Locate and copy each line in the data that contains the word "records".

■ ■ ■

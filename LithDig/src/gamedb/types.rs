//! SPDX-FileCopyrightText: 2025 CyberDeco
//!
//! SPDX-License-Identifier: MIT AND Apache-2.0
//!
//! Game database data model

use bytemuck::{Pod, Zeroable};
use glam::{Quat, Vec2, Vec3};
use serde::Serialize;

use crate::error::{Error, Result};

/// Attribute value type tags.
#[derive(Debug, Clone, Copy, PartialEq, Eq, Hash, Serialize)]
pub enum AttributeType {
    Invalid,
    Bool,
    Float,
    Int,
    String,
    WString,
    Vector2,
    Vector3,
    Vector4,
    RecordLink,
    Struct,
}

impl AttributeType {
    /// Map a raw tag.
    ///
    /// # Errors
    /// Returns [`Error::UnknownAttributeType`] for tags past `Struct`.
    pub fn from_i32(value: i32) -> Result<Self> {
        Ok(match value {
            0 => Self::Invalid,
            1 => Self::Bool,
            2 => Self::Float,
            3 => Self::Int,
            4 => Self::String,
            5 => Self::WString,
            6 => Self::Vector2,
            7 => Self::Vector3,
            8 => Self::Vector4,
            9 => Self::RecordLink,
            10 => Self::Struct,
            other => return Err(Error::UnknownAttributeType(other)),
        })
    }
}

/// How the game interprets an attribute (two bits in newer files).
#[derive(Debug, Clone, Copy, PartialEq, Eq, Hash, Serialize)]
pub enum AttributeUsage {
    Default,
    Filename,
    ClientFX,
    Animation,
    /// Usage values outside the known set are kept as-is
    Other(i32),
}

impl AttributeUsage {
    #[must_use]
    pub fn from_i32(value: i32) -> Self {
        match value {
            0 => Self::Default,
            1 => Self::Filename,
            2 => Self::ClientFX,
            3 => Self::Animation,
            other => Self::Other(other),
        }
    }
}

/// Reference to another record by position, dereferenced on demand.
#[derive(Debug, Clone, Copy, PartialEq, Eq, Hash, Serialize)]
pub struct RecordLink {
    pub record_index: i16,
    pub category_index: i16,
}

/// One decoded attribute value.
#[derive(Debug, Clone, PartialEq, Serialize)]
pub enum AttributeValue {
    Bool(bool),
    Float(f32),
    Int(i32),
    String(String),
    WString(String),
    Vector2(Vec2),
    Vector3(Vec3),
    /// Stored W, X, Y, Z; held X, Y, Z, W
    Vector4(Quat),
    RecordLink(RecordLink),
    /// Version 3 struct reference
    Struct(i32),
}

impl AttributeValue {
    #[must_use]
    pub fn as_str(&self) -> Option<&str> {
        match self {
            Self::String(s) | Self::WString(s) => Some(s),
            _ => None,
        }
    }

    #[must_use]
    pub fn as_int(&self) -> Option<i32> {
        match self {
            Self::Int(v) => Some(*v),
            _ => None,
        }
    }

    #[must_use]
    pub fn as_link(&self) -> Option<RecordLink> {
        match self {
            Self::RecordLink(link) => Some(*link),
            _ => None,
        }
    }
}

/// Descriptor table entry (versions 6 and 7).
#[repr(C)]
#[derive(Debug, Clone, Copy, PartialEq, Eq, Pod, Zeroable)]
pub struct AttributeDescriptor {
    pub name_hash: i32,
    /// Type in the low six bits, usage in the top two
    pub bits: u8,
    pub array_length: u8,
    /// Position in the record data block, in 4-byte units
    pub position: u16,
}

impl AttributeDescriptor {
    /// Raw type tag.
    #[must_use]
    pub fn type_tag(&self) -> i32 {
        i32::from(self.bits & 0x3F)
    }

    #[must_use]
    pub fn usage(&self) -> AttributeUsage {
        AttributeUsage::from_i32(i32::from((self.bits & 0xC0) >> 6))
    }
}

#[derive(Debug, Clone, PartialEq, Serialize)]
pub struct Attribute {
    pub name: String,
    pub kind: AttributeType,
    pub usage: AttributeUsage,
    /// May be shorter than declared when a record's data block runs out
    pub values: Vec<AttributeValue>,
}

#[derive(Debug, Clone, Default, PartialEq, Serialize)]
pub struct Record {
    pub index: usize,
    pub name: String,
    pub attributes: Vec<Attribute>,
}

impl Record {
    /// Look up an attribute by name (case-insensitive, first wins).
    #[must_use]
    pub fn attribute(&self, name: &str) -> Option<&Attribute> {
        self.attributes.iter().find(|a| a.name.eq_ignore_ascii_case(name))
    }

    /// First value of a string attribute.
    #[must_use]
    pub fn string(&self, name: &str) -> Option<&str> {
        self.attribute(name)?.values.first()?.as_str()
    }

    /// First value of an int attribute, or 0.
    #[must_use]
    pub fn int(&self, name: &str) -> i32 {
        self.attribute(name)
            .and_then(|a| a.values.first())
            .and_then(AttributeValue::as_int)
            .unwrap_or(0)
    }

    /// First value of a record link attribute.
    #[must_use]
    pub fn link(&self, name: &str) -> Option<RecordLink> {
        self.attribute(name)?.values.first()?.as_link()
    }
}

#[derive(Debug, Clone, Default, PartialEq, Serialize)]
pub struct Category {
    pub index: usize,
    pub name: String,
    pub records: Vec<Record>,
}

impl Category {
    /// Look up a record by name (case-insensitive, first wins).
    #[must_use]
    pub fn record(&self, name: &str) -> Option<&Record> {
        self.records.iter().find(|r| r.name.eq_ignore_ascii_case(name))
    }
}

#[cfg(test)]
mod tests {
    use super::*;

    #[test]
    fn test_descriptor_bits() {
        let descriptor = AttributeDescriptor {
            name_hash: 0,
            bits: 0x80 | 4,
            array_length: 1,
            position: 0,
        };
        assert_eq!(descriptor.type_tag(), 4);
        assert_eq!(descriptor.usage(), AttributeUsage::ClientFX);
        assert_eq!(std::mem::size_of::<AttributeDescriptor>(), 8);
    }

    #[test]
    fn test_attribute_type_range() {
        assert_eq!(AttributeType::from_i32(10).unwrap(), AttributeType::Struct);
        assert!(matches!(
            AttributeType::from_i32(11),
            Err(Error::UnknownAttributeType(11))
        ));
    }
}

■ ■ ■

• **TASK RESULT**:
    pub records: Vec<Record>,
        self.records.iter().find(|r| r.name.eq_ignore_ascii_case(name))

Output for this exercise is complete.